Problem requirements ▸
Only the lines from the opening of the material through the one containing "in favor of" should be reproduced, each exactly as it stands.

Exercise data ▸
++++++
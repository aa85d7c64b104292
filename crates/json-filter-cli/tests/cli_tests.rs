//! Integration tests for the `jfilter` CLI binary.
//!
//! These tests use `assert_cmd` and `predicates` to exercise the apply,
//! canonical and subfilter subcommands through the actual binary, including
//! stdin/stdout piping, file I/O and error reporting.

// `Command::cargo_bin` was deprecated in assert_cmd 2.1.2 in favor of
// `cargo::cargo_bin_cmd!`. Allow it until we migrate.
#![allow(deprecated)]

use assert_cmd::Command;
use predicates::prelude::*;
use serde_json::{json, Value};

/// Helper: path to the sample.json fixture.
fn sample_json_path() -> &'static str {
    concat!(env!("CARGO_MANIFEST_DIR"), "/tests/fixtures/sample.json")
}

fn jfilter() -> Command {
    Command::cargo_bin("jfilter").unwrap()
}

fn stdout_json(output: &[u8]) -> Value {
    serde_json::from_slice(output).expect("stdout must be valid JSON")
}

// ─────────────────────────────────────────────────────────────────────────────
// apply
// ─────────────────────────────────────────────────────────────────────────────

#[test]
fn apply_include_stdin_to_stdout() {
    let output = jfilter()
        .args(["apply", "-f", "name,address.city"])
        .write_stdin(std::fs::read_to_string(sample_json_path()).unwrap())
        .assert()
        .success()
        .get_output()
        .stdout
        .clone();

    assert_eq!(
        stdout_json(&output),
        json!({"name": "Alice", "address": {"city": "Canberra"}})
    );
}

#[test]
fn apply_exclude_from_file() {
    let output = jfilter()
        .args(["apply", "-f", "-etag,orders.internal", "-i", sample_json_path()])
        .assert()
        .success()
        .get_output()
        .stdout
        .clone();

    let value = stdout_json(&output);
    assert!(value.get("etag").is_none());
    assert_eq!(
        value["orders"],
        json!([{"id": 1, "total": 10}, {"id": 2, "total": 25}])
    );
    assert_eq!(value["address"]["postcode"], "2600");
}

#[test]
fn apply_file_to_file_pretty() {
    let dir = std::env::temp_dir().join(format!("jfilter-test-{}", std::process::id()));
    std::fs::create_dir_all(&dir).unwrap();
    let output_path = dir.join("out.json");

    jfilter()
        .args(["apply", "-f", "orders.id", "--pretty", "-i", sample_json_path(), "-o"])
        .arg(&output_path)
        .assert()
        .success()
        .stdout(predicate::str::is_empty());

    let content = std::fs::read_to_string(&output_path).expect("output file must exist");
    assert!(content.contains('\n'), "pretty output spans lines");
    let value: Value = serde_json::from_str(&content).unwrap();
    assert_eq!(value, json!({"orders": [{"id": 1}, {"id": 2}]}));

    let _ = std::fs::remove_dir_all(&dir);
}

#[test]
fn apply_writes_one_compact_line_to_stdout() {
    jfilter()
        .args(["apply", "-f", "-b"])
        .write_stdin(r#"{"a": 1, "b": 2}"#)
        .assert()
        .success()
        .stdout("{\"a\":1}\n");
}

#[test]
fn apply_reports_unwritable_output_file() {
    jfilter()
        .args(["apply", "-f", "a", "-o", "/nonexistent/dir/out.json"])
        .write_stdin("{}")
        .assert()
        .failure()
        .stderr(predicate::str::contains(
            "Failed to write file: /nonexistent/dir/out.json",
        ));
}

#[test]
fn apply_rejects_invalid_filter() {
    jfilter()
        .args(["apply", "-f", "asd("])
        .write_stdin("{}")
        .assert()
        .failure()
        .stderr(predicate::str::contains("Invalid filter specification"))
        .stderr(predicate::str::contains(
            "Error parsing [asd(]. After [asd(] expected one of [IDENTIFIER] but found []",
        ));
}

#[test]
fn apply_rejects_invalid_json() {
    jfilter()
        .args(["apply", "-f", "a"])
        .write_stdin("{not json")
        .assert()
        .failure()
        .stderr(predicate::str::contains("Failed to parse input JSON"));
}

#[test]
fn apply_reports_missing_input_file() {
    jfilter()
        .args(["apply", "-f", "a", "-i", "/nonexistent/input.json"])
        .assert()
        .failure()
        .stderr(predicate::str::contains("Failed to read file"));
}

// ─────────────────────────────────────────────────────────────────────────────
// canonical
// ─────────────────────────────────────────────────────────────────────────────

#[test]
fn canonical_merges_and_sorts() {
    jfilter()
        .args(["canonical", "a(c,b),a.d"])
        .assert()
        .success()
        .stdout("a(b,c,d)\n");
}

#[test]
fn canonical_with_count() {
    jfilter()
        .args(["canonical", "--count", "a(b,c),a.d"])
        .assert()
        .success()
        .stdout("a(b,c,d)\n5\n");
}

#[test]
fn canonical_keeps_exclude_prefix() {
    jfilter()
        .args(["canonical", "--", "-key1.key11,key1.key12"])
        .assert()
        .success()
        .stdout("-key1(key11,key12)\n");
}

#[test]
fn canonical_rejects_empty_filter() {
    jfilter()
        .args(["canonical", ""])
        .assert()
        .failure()
        .stderr(predicate::str::contains(
            "expected one of [IDENTIFIER,DASH] but found []",
        ));
}

// ─────────────────────────────────────────────────────────────────────────────
// subfilter
// ─────────────────────────────────────────────────────────────────────────────

#[test]
fn subfilter_prints_descendant_without_dash() {
    jfilter()
        .args([
            "subfilter",
            "--",
            "-feeders(assets(connections(numCores,normalPhases),siteId))",
            "feeders.assets.connections",
        ])
        .assert()
        .success()
        .stdout("connections(normalPhases,numCores)\n");
}

#[test]
fn subfilter_missing_path_fails() {
    jfilter()
        .args(["subfilter", "feeders(assets)", "feeders.blah"])
        .assert()
        .code(1)
        .stderr(predicate::str::contains("No sub-filter at 'feeders.blah'"));
}

// ─────────────────────────────────────────────────────────────────────────────
// logging
// ─────────────────────────────────────────────────────────────────────────────

#[test]
fn verbose_logs_go_to_stderr() {
    jfilter()
        .args(["--verbose", "canonical", "a.b"])
        .env_remove("RUST_LOG")
        .assert()
        .success()
        .stdout("a.b\n")
        .stderr(predicate::str::contains("using filter"));
}
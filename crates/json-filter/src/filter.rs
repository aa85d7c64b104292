//! Filter engine: prune a JSON document in place according to a
//! [`FilterSpecification`].
//!
//! # Semantics
//!
//! - **Include** (`a,b(c)`): an object keeps only the fields named by the
//!   node's children. Kept fields whose child node has children of its own are
//!   narrowed further. A field whose child is a leaf is kept whole.
//! - **Exclude** (`-a,b(c)`): a leaf child removes its field. A child with
//!   children only removes fields inside the named field's value.
//! - **Passthrough** (empty specification): nothing happens.
//!
//! Arrays are transparent. The same node is applied to every element, and an
//! array is never removed or resized by the filter itself. Missing fields
//! and scalar values are skipped silently, so filtering never fails.

use crate::error::Result;
use crate::node::{FilterType, NodeRef};
use crate::specification::FilterSpecification;
use serde_json::{Map, Value};

/// Something that can narrow a document of type `T` with a filter
/// specification.
///
/// Implementations mutate `target` in place and hand the same reference
/// back, so calls can be chained.
pub trait JsonFilter<T: ?Sized> {
    fn apply<'a>(&self, target: &'a mut T, spec: &FilterSpecification) -> &'a mut T;
}

/// The filter engine for `serde_json` documents.
#[derive(Debug, Clone, Copy, Default)]
pub struct JsonObjectFilter;

impl JsonObjectFilter {
    /// Apply `spec` to a copy of `value`, leaving the original untouched.
    pub fn filtered(&self, value: &Value, spec: &FilterSpecification) -> Value {
        let mut copy = value.clone();
        self.apply(&mut copy, spec);
        copy
    }
}

impl JsonFilter<Value> for JsonObjectFilter {
    fn apply<'a>(&self, target: &'a mut Value, spec: &FilterSpecification) -> &'a mut Value {
        tracing::debug!(filter = %spec, mode = ?spec.filter_type(), "applying filter");
        apply_node(spec.root(), target);
        target
    }
}

impl JsonFilter<Map<String, Value>> for JsonObjectFilter {
    fn apply<'a>(
        &self,
        target: &'a mut Map<String, Value>,
        spec: &FilterSpecification,
    ) -> &'a mut Map<String, Value> {
        tracing::debug!(filter = %spec, mode = ?spec.filter_type(), "applying filter");
        let root = spec.root();
        match root.filter_type() {
            FilterType::Include => include_fields(root, target),
            FilterType::Exclude => exclude_fields(root, target),
            FilterType::Passthrough => {}
        }
        target
    }
}

/// Apply `spec` to `value` in place and return the same reference.
///
/// # Examples
///
/// ```
/// use json_filter::{apply_filter, FilterSpecification};
/// use serde_json::json;
///
/// let mut value = json!({"a": {"b": 1, "c": 2}, "d": 3});
/// let fs = FilterSpecification::parse("a.b").unwrap();
/// apply_filter(&mut value, &fs);
/// assert_eq!(value, json!({"a": {"b": 1}}));
/// ```
pub fn apply_filter<'a>(value: &'a mut Value, spec: &FilterSpecification) -> &'a mut Value {
    JsonObjectFilter.apply(value, spec)
}

/// Parse a JSON document and a filter string, filter the document, and
/// serialize it back to compact JSON.
///
/// # Errors
///
/// Returns an error if `filter` is not a valid specification or `json` is not
/// valid JSON.
///
/// ```
/// use json_filter::filter_json;
///
/// let out = filter_json(r#"{"name":"Alice","etag":"x"}"#, "-etag").unwrap();
/// assert_eq!(out, r#"{"name":"Alice"}"#);
/// ```
pub fn filter_json(json: &str, filter: &str) -> Result<String> {
    let spec = FilterSpecification::parse(filter)?;
    let mut value: Value = serde_json::from_str(json)?;
    apply_filter(&mut value, &spec);
    Ok(serde_json::to_string(&value)?)
}

fn apply_node(node: NodeRef<'_>, value: &mut Value) {
    match node.filter_type() {
        FilterType::Include => include_specified(node, value),
        FilterType::Exclude => exclude_specified(node, value),
        FilterType::Passthrough => {}
    }
}

fn exclude_specified(node: NodeRef<'_>, value: &mut Value) {
    match value {
        Value::Array(items) => {
            for item in items {
                apply_node(node, item);
            }
        }
        Value::Object(map) => exclude_fields(node, map),
        _ => {}
    }
}

fn exclude_fields(node: NodeRef<'_>, map: &mut Map<String, Value>) {
    map.retain(|key, _| node.child(key).is_none_or(|child| child.has_children()));

    for child in node.children().filter(|c| c.has_children()) {
        if let Some(value) = child.content().and_then(|name| map.get_mut(name)) {
            apply_node(child, value);
        }
    }
}

fn include_specified(node: NodeRef<'_>, value: &mut Value) {
    if !node.has_children() {
        return;
    }
    match value {
        Value::Array(items) => {
            for item in items {
                apply_node(node, item);
            }
        }
        Value::Object(map) => include_fields(node, map),
        _ => {}
    }
}

fn include_fields(node: NodeRef<'_>, map: &mut Map<String, Value>) {
    if !node.has_children() {
        return;
    }

    map.retain(|key, _| node.child(key).is_some());

    for child in node.children().filter(|c| c.has_children()) {
        if let Some(value) = child.content().and_then(|name| map.get_mut(name)) {
            apply_node(child, value);
        }
    }
}
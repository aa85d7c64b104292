//! On-demand scanner for filter specifications.
//!
//! The lexer never tokenises ahead. The parser asks for the next token from a
//! set of candidates that are legal at the current position, and the lexer
//! tries each candidate's anchored pattern in order.

use crate::error::{FilterError, Result};
use crate::token::Token;

/// Scans a filter specification one token at a time.
#[derive(Debug)]
pub struct Lexer<'a> {
    specification: &'a str,
    position: usize,
    current_content: Option<&'a str>,
    current_token: Token,
}

impl<'a> Lexer<'a> {
    pub fn new(specification: &'a str) -> Self {
        Self {
            specification,
            position: 0,
            current_content: None,
            current_token: Token::None,
        }
    }

    /// Advance past the first of `looking_for` that matches at the current
    /// position (after skipping whitespace).
    ///
    /// # Errors
    ///
    /// Returns [`FilterError::UnexpectedToken`] if none of the candidates
    /// match. The lexer state is left unchanged apart from the skipped
    /// whitespace.
    pub fn next_token(&mut self, looking_for: &[Token]) -> Result<()> {
        self.skip_whitespace();

        let rest = &self.specification[self.position..];
        for &token in looking_for {
            if let Some(len) = token.match_len(rest) {
                let content = &rest[..len];
                tracing::trace!(token = %token, content, position = self.position, "matched token");
                self.current_content = Some(content);
                self.current_token = token;
                self.position += len;
                return Ok(());
            }
        }

        Err(FilterError::UnexpectedToken {
            specification: self.specification.to_string(),
            position: self.position,
            expected: looking_for.to_vec(),
        })
    }

    /// Text of the most recent match, or `None` before the first match.
    pub fn current_content(&self) -> Option<&'a str> {
        self.current_content
    }

    /// The most recently matched token, or [`Token::None`] before the first match.
    pub fn current_token(&self) -> Token {
        self.current_token
    }

    /// Byte offset of the scan position.
    pub fn position(&self) -> usize {
        self.position
    }

    fn skip_whitespace(&mut self) {
        let rest = &self.specification[self.position..];
        let trimmed = rest.trim_start_matches(is_separator);
        self.position += rest.len() - trimmed.len();
    }
}

/// ASCII controls `\t`..`\r` and `\x1c`..`\x1f` plus Unicode space, line and
/// paragraph separators. Non-breaking spaces and NEL are not separators.
fn is_separator(c: char) -> bool {
    matches!(c, '\t'..='\r' | '\u{1c}'..='\u{1f}')
        || (c.is_whitespace() && !matches!(c, '\u{85}' | '\u{a0}' | '\u{2007}' | '\u{202f}'))
}

#[cfg(test)]
mod tests {
    use super::*;

    #[test]
    fn starts_with_no_token() {
        let lexer = Lexer::new("abc");
        assert_eq!(lexer.current_token(), Token::None);
        assert_eq!(lexer.current_content(), None);
    }

    #[test]
    fn scans_tokens_and_skips_whitespace() {
        let mut lexer = Lexer::new("  abc ( d1 )");
        lexer.next_token(&[Token::Identifier]).unwrap();
        assert_eq!(lexer.current_token(), Token::Identifier);
        assert_eq!(lexer.current_content(), Some("abc"));
        assert_eq!(lexer.position(), 5);

        lexer.next_token(&[Token::Dot, Token::Open]).unwrap();
        assert_eq!(lexer.current_token(), Token::Open);

        lexer.next_token(&[Token::Identifier]).unwrap();
        assert_eq!(lexer.current_content(), Some("d1"));

        lexer.next_token(&[Token::Close]).unwrap();
        lexer.next_token(&[Token::End]).unwrap();
        assert_eq!(lexer.current_token(), Token::End);
        assert_eq!(lexer.current_content(), Some(""));
    }

    #[test]
    fn non_breaking_spaces_are_not_skipped() {
        let mut lexer = Lexer::new("\u{1f}\u{2003}\u{3000}a");
        lexer.next_token(&[Token::Identifier]).unwrap();
        assert_eq!(lexer.current_content(), Some("a"));

        for text in ["\u{a0}a", "\u{202f}a", "\u{85}a"] {
            let mut lexer = Lexer::new(text);
            let err = lexer.next_token(&[Token::Identifier]).unwrap_err();
            assert!(
                matches!(err, FilterError::UnexpectedToken { position: 0, .. }),
                "{text:?} should not be skipped"
            );
        }
    }

    #[test]
    fn first_matching_candidate_wins() {
        let mut lexer = Lexer::new("-a");
        lexer.next_token(&[Token::Identifier, Token::Dash]).unwrap();
        assert_eq!(lexer.current_token(), Token::Dash);
    }

    #[test]
    fn failure_reports_position_and_candidates() {
        let mut lexer = Lexer::new("ab  )");
        lexer.next_token(&[Token::Identifier]).unwrap();
        let err = lexer
            .next_token(&[Token::Comma, Token::End])
            .unwrap_err();
        match err {
            FilterError::UnexpectedToken {
                specification,
                position,
                expected,
            } => {
                assert_eq!(specification, "ab  )");
                assert_eq!(position, 4);
                assert_eq!(expected, vec![Token::Comma, Token::End]);
            }
            other => panic!("unexpected error: {other}"),
        }
        // The last successful match is still reported.
        assert_eq!(lexer.current_content(), Some("ab"));
    }
}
++++++
Expected answer ▸
repository aa85d7c64b104292
filename crates/json-filter-cli/tests/cli_tests.rs
//! Integration tests for the `jfilter` CLI binary.
//!
//! These tests use `assert_cmd` and `predicates` to exercise the apply,
//! canonical and subfilter subcommands through the actual binary, including
//! stdin/stdout piping, file I/O and error reporting.

// `Command::cargo_bin` was deprecated in assert_cmd 2.1.2 in favor of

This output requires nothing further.